The async-only control runs the same opening/closing prompts as a Skool thread instead of a live gathering. Members post their commitment in the thread and respond to two peers within 24 hours.
Best estimate before the data lands:
Outcome Control (async) Treatment (sync) Δ (predicted)
6-week completion ~55% ~72% +17 pp
90-day retention into Circle ~62% ~75% +13 pp
Member NPS at end of cohort ~7.5 ~8.4 +0.9
These priors come from two adjacent data points: (a) Frank's enterprise CoE engagements, where synchronous kickoffs lift program completion by 18-24 percentage points over slack-only kickoffs, and (b) creator-cohort published numbers from Maven and Wes Kao indicating ~15 pp uplift from any live ritual over pure async. Neither generalises perfectly to a 50-person solo-operator cohort; that is exactly why this report exists.
We commit upfront to calling this falsified if any of the following hold after the August cohort completes:
- Treatment 6-week completion is ≤ control + 5 pp
- Treatment 90-day retention is ≤ control + 3 pp
- Treatment NPS is lower than control on any subgroup of n ≥ 10
If falsified, the next report under this cluster will analyse why our prior was wrong and publish the corrected design.

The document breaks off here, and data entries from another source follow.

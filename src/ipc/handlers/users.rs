use super::{optional_str, required_str, store_ref};
use crate::identity;
use crate::ipc::error::{bad_params, err, ok};
use crate::ipc::types::{AppState, Request};
use crate::model::{Role, UserDoc};
use crate::store::{Collection, Filter, Store};
use serde_json::json;

fn create_one_user(
    store: &Store,
    email: &str,
    password: &str,
    role: Role,
    class_id: Option<&str>,
) -> anyhow::Result<String> {
    let uid = identity::create_identity(store, email, password)?;
    let doc = UserDoc {
        email: email.trim().to_string(),
        role,
        // Only students carry a class membership.
        class_id: match role {
            Role::Student => class_id.map(|c| c.to_string()),
            _ => None,
        },
    };
    store.set_with_merge(Collection::Users, &uid, &serde_json::to_value(&doc)?)?;
    Ok(uid)
}

fn handle_users_create(state: &mut AppState, req: &Request) -> serde_json::Value {
    let store = match store_ref(&state.store, req) {
        Ok(v) => v,
        Err(e) => return e,
    };
    let email = match required_str(req, "email") {
        Ok(v) => v,
        Err(e) => return e,
    };
    let password = match required_str(req, "password") {
        Ok(v) => v,
        Err(e) => return e,
    };
    let role_raw = match required_str(req, "role") {
        Ok(v) => v,
        Err(e) => return e,
    };
    let Some(role) = Role::parse(&role_raw) else {
        return bad_params(&req.id, "role must be one of: admin, teacher, student");
    };
    let class_id = optional_str(req, "classId");

    match create_one_user(store, &email, &password, role, class_id.as_deref()) {
        Ok(uid) => ok(
            &req.id,
            json!({ "uid": uid, "email": email, "role": role.as_str() }),
        ),
        Err(e) => err(&req.id, "db_write_failed", e.to_string(), None),
    }
}

/// One line per user: `email,password,role[,classId]`. Rows are processed
/// sequentially; a bad row is logged and skipped, it never aborts the rest.
fn handle_users_bulk_create(state: &mut AppState, req: &Request) -> serde_json::Value {
    let store = match store_ref(&state.store, req) {
        Ok(v) => v,
        Err(e) => return e,
    };
    let text = match required_str(req, "text") {
        Ok(v) => v,
        Err(e) => return e,
    };

    let mut log = Vec::new();
    let mut created = 0usize;
    let mut failed = 0usize;

    for (index, line) in text
        .lines()
        .map(str::trim)
        .filter(|l| !l.is_empty())
        .enumerate()
    {
        let row = index + 1;
        match parse_bulk_line(line) {
            Err(reason) => {
                failed += 1;
                log.push(json!({
                    "row": row,
                    "ok": false,
                    "error": format!("invalid line: {}", reason),
                }));
            }
            Ok((email, password, role, class_id)) => {
                match create_one_user(store, &email, &password, role, class_id.as_deref()) {
                    Ok(uid) => {
                        created += 1;
                        log.push(json!({
                            "row": row,
                            "ok": true,
                            "email": email,
                            "uid": uid,
                            "role": role.as_str(),
                        }));
                    }
                    Err(e) => {
                        failed += 1;
                        log.push(json!({
                            "row": row,
                            "ok": false,
                            "email": email,
                            "error": e.to_string(),
                        }));
                    }
                }
            }
        }
    }

    ok(
        &req.id,
        json!({ "created": created, "failed": failed, "log": log }),
    )
}

fn parse_bulk_line(line: &str) -> Result<(String, String, Role, Option<String>), String> {
    let mut parts = line.split(',').map(str::trim);
    let email = parts.next().unwrap_or("").to_string();
    let password = parts.next().unwrap_or("").to_string();
    let role_raw = parts.next().unwrap_or("").to_string();
    let class_id = parts.next().map(|s| s.to_string()).filter(|s| !s.is_empty());

    if email.is_empty() {
        return Err("missing email".to_string());
    }
    if password.is_empty() {
        return Err("missing password".to_string());
    }
    let role = Role::parse(&role_raw)
        .ok_or_else(|| format!("unknown role: {}", role_raw))?;
    Ok((email, password, role, class_id))
}

fn handle_users_list(state: &mut AppState, req: &Request) -> serde_json::Value {
    let store = match store_ref(&state.store, req) {
        Ok(v) => v,
        Err(e) => return e,
    };
    let mut filters = Vec::new();
    if let Some(role_raw) = optional_str(req, "role") {
        let Some(role) = Role::parse(&role_raw) else {
            return bad_params(&req.id, "role must be one of: admin, teacher, student");
        };
        filters.push(Filter::eq("role", role.as_str()));
    }

    let rows = match store.query(Collection::Users, &filters) {
        Ok(v) => v,
        Err(e) => return err(&req.id, "db_query_failed", e.to_string(), None),
    };

    let mut users: Vec<serde_json::Value> = rows
        .into_iter()
        .filter_map(|(uid, value)| {
            let doc: UserDoc = serde_json::from_value(value).ok()?;
            Some(json!({
                "uid": uid,
                "email": doc.email,
                "role": doc.role.as_str(),
                "classId": doc.class_id,
            }))
        })
        .collect();
    users.sort_by(|a, b| {
        a.get("email")
            .and_then(|v| v.as_str())
            .cmp(&b.get("email").and_then(|v| v.as_str()))
    });

    ok(&req.id, json!({ "users": users }))
}

pub fn try_handle(state: &mut AppState, req: &Request) -> Option<serde_json::Value> {
    match req.method.as_str() {
        "users.create" => Some(handle_users_create(state, req)),
        "users.bulkCreate" => Some(handle_users_bulk_create(state, req)),
        "users.list" => Some(handle_users_list(state, req)),
        _ => None,
    }
}
use super::{load_user_with_role, optional_str, required_str, store_ref};
use crate::ipc::error::{err, ok};
use crate::ipc::types::{AppState, Request};
use crate::model::Role;
use crate::report;
use serde_json::json;

fn handle_reports_global(state: &mut AppState, req: &Request) -> serde_json::Value {
    let store = match store_ref(&state.store, req) {
        Ok(v) => v,
        Err(e) => return e,
    };
    let teacher_id = optional_str(req, "teacherId");
    let class_id = optional_str(req, "classId");

    match report::global_report(store, teacher_id.as_deref(), class_id.as_deref()) {
        Ok(result) => ok(&req.id, json!(result)),
        Err(e) => err(&req.id, "db_query_failed", e.to_string(), None),
    }
}

fn handle_reports_teacher(state: &mut AppState, req: &Request) -> serde_json::Value {
    let store = match store_ref(&state.store, req) {
        Ok(v) => v,
        Err(e) => return e,
    };
    let teacher_id = match required_str(req, "teacherId") {
        Ok(v) => v,
        Err(e) => return e,
    };
    if let Err(e) = load_user_with_role(store, req, &teacher_id, Role::Teacher) {
        return e;
    }

    match report::teacher_report(store, &teacher_id) {
        Ok(result) => ok(&req.id, json!(result)),
        Err(e) => err(&req.id, "db_query_failed", e.to_string(), None),
    }
}

fn handle_reports_student(state: &mut AppState, req: &Request) -> serde_json::Value {
    let store = match store_ref(&state.store, req) {
        Ok(v) => v,
        Err(e) => return e,
    };
    let student_id = match required_str(req, "studentId") {
        Ok(v) => v,
        Err(e) => return e,
    };
    let user = match load_user_with_role(store, req, &student_id, Role::Student) {
        Ok(v) => v,
        Err(e) => return e,
    };

    match report::student_view(store, &student_id, user.class_id.as_deref()) {
        Ok(result) => ok(&req.id, json!(result)),
        Err(e) => err(&req.id, "db_query_failed", e.to_string(), None),
    }
}

pub fn try_handle(state: &mut AppState, req: &Request) -> Option<serde_json::Value> {
    match req.method.as_str() {
        "reports.global" => Some(handle_reports_global(state, req)),
        "reports.teacher" => Some(handle_reports_teacher(state, req)),
        "reports.student" => Some(handle_reports_student(state, req)),
        _ => None,
    }
}
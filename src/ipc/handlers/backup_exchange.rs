use super::required_str;
use crate::backup;
use crate::ipc::error::{err, no_workspace, ok};
use crate::ipc::types::{AppState, Request};
use crate::store::Store;
use serde_json::json;
use std::path::PathBuf;

fn handle_workspace_export(state: &mut AppState, req: &Request) -> serde_json::Value {
    let Some(workspace) = state.workspace.clone() else {
        return no_workspace(&req.id);
    };
    let out_path = match required_str(req, "outPath") {
        Ok(v) => PathBuf::from(v),
        Err(e) => return e,
    };

    match backup::export_workspace_bundle(&workspace, &out_path) {
        Ok(summary) => ok(
            &req.id,
            json!({
                "outPath": out_path.to_string_lossy(),
                "bundleFormat": summary.bundle_format,
                "dbSha256": summary.db_sha256,
            }),
        ),
        Err(e) => err(&req.id, "export_failed", e.to_string(), None),
    }
}

/// Restores a bundle into the current workspace. The open store handle is
/// dropped before the database file is swapped, then reopened.
fn handle_workspace_import(state: &mut AppState, req: &Request) -> serde_json::Value {
    let Some(workspace) = state.workspace.clone() else {
        return no_workspace(&req.id);
    };
    let in_path = match required_str(req, "inPath") {
        Ok(v) => PathBuf::from(v),
        Err(e) => return e,
    };

    state.session = None;
    state.viewer = None;
    state.store = None;

    let summary = match backup::import_workspace_bundle(&in_path, &workspace) {
        Ok(v) => v,
        Err(e) => {
            // Try to get back to a usable workspace either way.
            state.store = Store::open(&workspace).ok();
            return err(&req.id, "import_failed", e.to_string(), None);
        }
    };

    match Store::open(&workspace) {
        Ok(store) => {
            state.store = Some(store);
            ok(
                &req.id,
                json!({
                    "bundleFormat": summary.bundle_format_detected,
                    "dbSha256": summary.db_sha256,
                }),
            )
        }
        Err(e) => err(&req.id, "db_open_failed", format!("{e:?}"), None),
    }
}

pub fn try_handle(state: &mut AppState, req: &Request) -> Option<serde_json::Value> {
    match req.method.as_str() {
        "workspace.export" => Some(handle_workspace_export(state, req)),
        "workspace.import" => Some(handle_workspace_import(state, req)),
        _ => None,
    }
}
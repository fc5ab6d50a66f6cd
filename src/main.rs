mod backup;
mod identity;
mod ipc;
mod model;
mod player;
mod progress;
mod report;
mod resolver;
mod store;

use std::io::{self, BufRead, Write};

fn main() {
    // One JSON request per stdin line, one JSON response per stdout line.
    let mut state = ipc::AppState::new();

    let stdin = io::stdin();
    let mut stdout = io::stdout();

    for line in stdin.lock().lines() {
        let line = match line {
            Ok(v) => v,
            Err(_) => break,
        };
        if line.trim().is_empty() {
            continue;
        }

        let req: ipc::Request = match serde_json::from_str(&line) {
            Ok(v) => v,
            Err(e) => {
                // Can't reply without id; ignore.
                let _ = writeln!(
                    stdout,
                    "{{\"ok\":false,\"error\":{{\"code\":\"bad_json\",\"message\":\"{}\"}}}}",
                    e
                );
                let _ = stdout.flush();
                continue;
            }
        };

        let resp = ipc::handle_request(&mut state, req);
        let _ = writeln!(
            stdout,
            "{}",
            serde_json::to_string(&resp).unwrap_or_else(|_| "{\"ok\":false}".to_string())
        );
        let _ = stdout.flush();
    }
}
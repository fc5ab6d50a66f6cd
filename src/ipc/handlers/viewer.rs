use super::{load_user_with_role, optional_str, required_str};
use crate::ipc::error::{bad_params, err, no_workspace, ok};
use crate::ipc::types::{AppState, Request};
use crate::model::Role;
use crate::player::{EventOutcome, PlaybackEvent, ViewerSession};
use crate::progress;
use crate::resolver;
use serde_json::json;

fn handle_viewer_open(state: &mut AppState, req: &Request) -> serde_json::Value {
    let store = match state.store.as_ref() {
        Some(s) => s,
        None => return no_workspace(&req.id),
    };
    let video_id = match required_str(req, "videoId") {
        Ok(v) => v,
        Err(e) => return e,
    };
    // Explicit param wins; otherwise the signed-in user is the learner.
    let student_id = match optional_str(req, "studentId")
        .or_else(|| state.session.as_ref().map(|s| s.uid.clone()))
    {
        Some(v) => v,
        None => return bad_params(&req.id, "missing studentId (no signed-in user)"),
    };
    let user = match load_user_with_role(store, req, &student_id, Role::Student) {
        Ok(v) => v,
        Err(e) => return e,
    };

    let assignments =
        match resolver::load_learner_assignments(store, &student_id, user.class_id.as_deref()) {
            Ok(v) => v,
            Err(e) => return err(&req.id, "db_query_failed", e.to_string(), None),
        };
    let courses = match resolver::load_courses(store, &[]) {
        Ok(v) => v,
        Err(e) => return err(&req.id, "db_query_failed", e.to_string(), None),
    };
    let allowed = resolver::resolve_accessible_videos(
        &student_id,
        user.class_id.as_deref(),
        &assignments,
        &courses,
    );
    if !allowed.contains(&video_id) {
        return err(
            &req.id,
            "not_assigned",
            "video is not assigned to this student",
            None,
        );
    }

    // A directly-assigned video may no longer exist in any course; the
    // player ref then degrades to the raw id.
    let player_ref = courses
        .iter()
        .flat_map(|(_, course)| course.all_videos())
        .find(|video| video.video_id == video_id)
        .map(|video| video.player_id().to_string())
        .unwrap_or_else(|| video_id.clone());

    // Opening a new video tears down the previous session first.
    if let Some(previous) = state.viewer.as_mut() {
        previous.close();
    }
    let session = ViewerSession::open(&student_id, &video_id, &player_ref);
    let response = json!({
        "studentId": student_id,
        "videoId": video_id,
        "playerRef": player_ref,
        "state": session.state().as_str(),
    });
    state.viewer = Some(session);
    ok(&req.id, response)
}

fn handle_viewer_event(state: &mut AppState, req: &Request) -> serde_json::Value {
    let event_raw = match required_str(req, "event") {
        Ok(v) => v,
        Err(e) => return e,
    };
    let Some(event) = PlaybackEvent::parse(&event_raw) else {
        return bad_params(
            &req.id,
            "event must be one of: ready, playing, paused, buffering, ended",
        );
    };
    let Some(viewer) = state.viewer.as_mut() else {
        return err(&req.id, "no_viewer", "no viewing session is open", None);
    };
    let store = match state.store.as_ref() {
        Some(s) => s,
        None => return no_workspace(&req.id),
    };

    let outcome = match viewer.on_event(event) {
        Ok(v) => v,
        Err(e) => return err(&req.id, "viewer_closed", e.to_string(), None),
    };

    let mut payload = json!({
        "state": viewer.state().as_str(),
        "sampling": viewer.sampling(),
    });
    if outcome == EventOutcome::Completed {
        let position = req.params.get("positionSeconds").and_then(|v| v.as_f64());
        match progress::record_ended(store, &viewer.user_id, &viewer.video_id, position) {
            Ok(snapshot) => {
                payload["progress"] = json!(snapshot);
            }
            Err(e) => {
                viewer.halt_sampling();
                return err(&req.id, "db_write_failed", e.to_string(), None);
            }
        }
    }
    ok(&req.id, payload)
}

fn handle_viewer_sample(state: &mut AppState, req: &Request) -> serde_json::Value {
    let Some(viewer) = state.viewer.as_mut() else {
        return err(&req.id, "no_viewer", "no viewing session is open", None);
    };
    let store = match state.store.as_ref() {
        Some(s) => s,
        None => return no_workspace(&req.id),
    };
    let Some(position) = req.params.get("positionSeconds").and_then(|v| v.as_f64()) else {
        return bad_params(&req.id, "missing positionSeconds");
    };
    let duration = req
        .params
        .get("durationSeconds")
        .and_then(|v| v.as_f64())
        .unwrap_or(0.0);

    // Samples only land while the player is actually playing; a paused or
    // torn-down gate drops them instead of recording stale positions.
    if !viewer.accepts_samples() {
        return ok(
            &req.id,
            json!({
                "recorded": false,
                "state": viewer.state().as_str(),
                "sampling": viewer.sampling(),
            }),
        );
    }

    match progress::apply_sample(store, &viewer.user_id, &viewer.video_id, position, duration) {
        Ok(snapshot) => ok(
            &req.id,
            json!({
                "recorded": true,
                "watchTime": snapshot.watch_time,
                "completionPercentage": snapshot.completion_percentage,
            }),
        ),
        Err(e) => {
            // Stop the sampling gate so a broken store is not hit again on
            // every tick; the caller sees the failure.
            viewer.halt_sampling();
            err(&req.id, "db_write_failed", e.to_string(), None)
        }
    }
}

fn handle_viewer_close(state: &mut AppState, req: &Request) -> serde_json::Value {
    match state.viewer.as_mut() {
        Some(viewer) => {
            viewer.close();
            state.viewer = None;
            ok(&req.id, json!({ "closed": true }))
        }
        None => ok(&req.id, json!({ "closed": false })),
    }
}

pub fn try_handle(state: &mut AppState, req: &Request) -> Option<serde_json::Value> {
    match req.method.as_str() {
        "viewer.open" => Some(handle_viewer_open(state, req)),
        "viewer.event" => Some(handle_viewer_event(state, req)),
        "viewer.sample" => Some(handle_viewer_sample(state, req)),
        "viewer.close" => Some(handle_viewer_close(state, req)),
        _ => None,
    }
}
use serde_json::json;

pub fn ok(id: &str, result: serde_json::Value) -> serde_json::Value {
    json!({
        "id": id,
        "ok": true,
        "result": result
    })
}

pub fn err(
    id: &str,
    code: &str,
    message: impl Into<String>,
    details: Option<serde_json::Value>,
) -> serde_json::Value {
    let mut error = json!({
        "code": code,
        "message": message.into(),
    });
    if let Some(d) = details {
        error["details"] = d;
    }
    json!({
        "id": id,
        "ok": false,
        "error": error,
    })
}

pub fn bad_params(id: &str, message: impl Into<String>) -> serde_json::Value {
    err(id, "bad_params", message, None)
}

pub fn no_workspace(id: &str) -> serde_json::Value {
    err(id, "no_workspace", "select a workspace first", None)
}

We will not retroactively change the hypothesis.
The narrow finding is about cohort design. The wider finding is about whether generative culture can be engineered at small scale. If 20 minutes of synchronous ritual moves a six-week completion rate by 17 percentage points, the implication for every solo-operator community — not just ours — is that the cost of "live" is over-estimated and the cost of "async-only" is under-estimated. Most operators kill live rituals first when time is short; this would suggest that is exactly backwards.
If the effect is small or null, the implication is the opposite: async-first is fine, and the operator energy now spent defending live rituals could go elsewhere.
Either way is useful. That is why we publish either way.
Resolution lands the week of 2026-09-21, after all three cohorts complete. We will update this post in place with the result, mark the open question on /research/generative-culture as resolved, and open the next question — likely a test of whether Stage-4 graduates teaching the cohort outperform Frank-led cohorts on member transformation outcomes.
Pre-registration timestamp: 2026-04-22. Method, predicted result, and falsification criteria are immutable from this point — any change requires a new report. Replication kit (cohort intake template, Source Pulse script, measurement instrument) published to the public Vaults of Benevolence under cohort-source-pulse-preregistration-2026-04. Built on SIP. If you run a parallel replication in another community, file a PR with your numbers and we will publish a meta-analysis.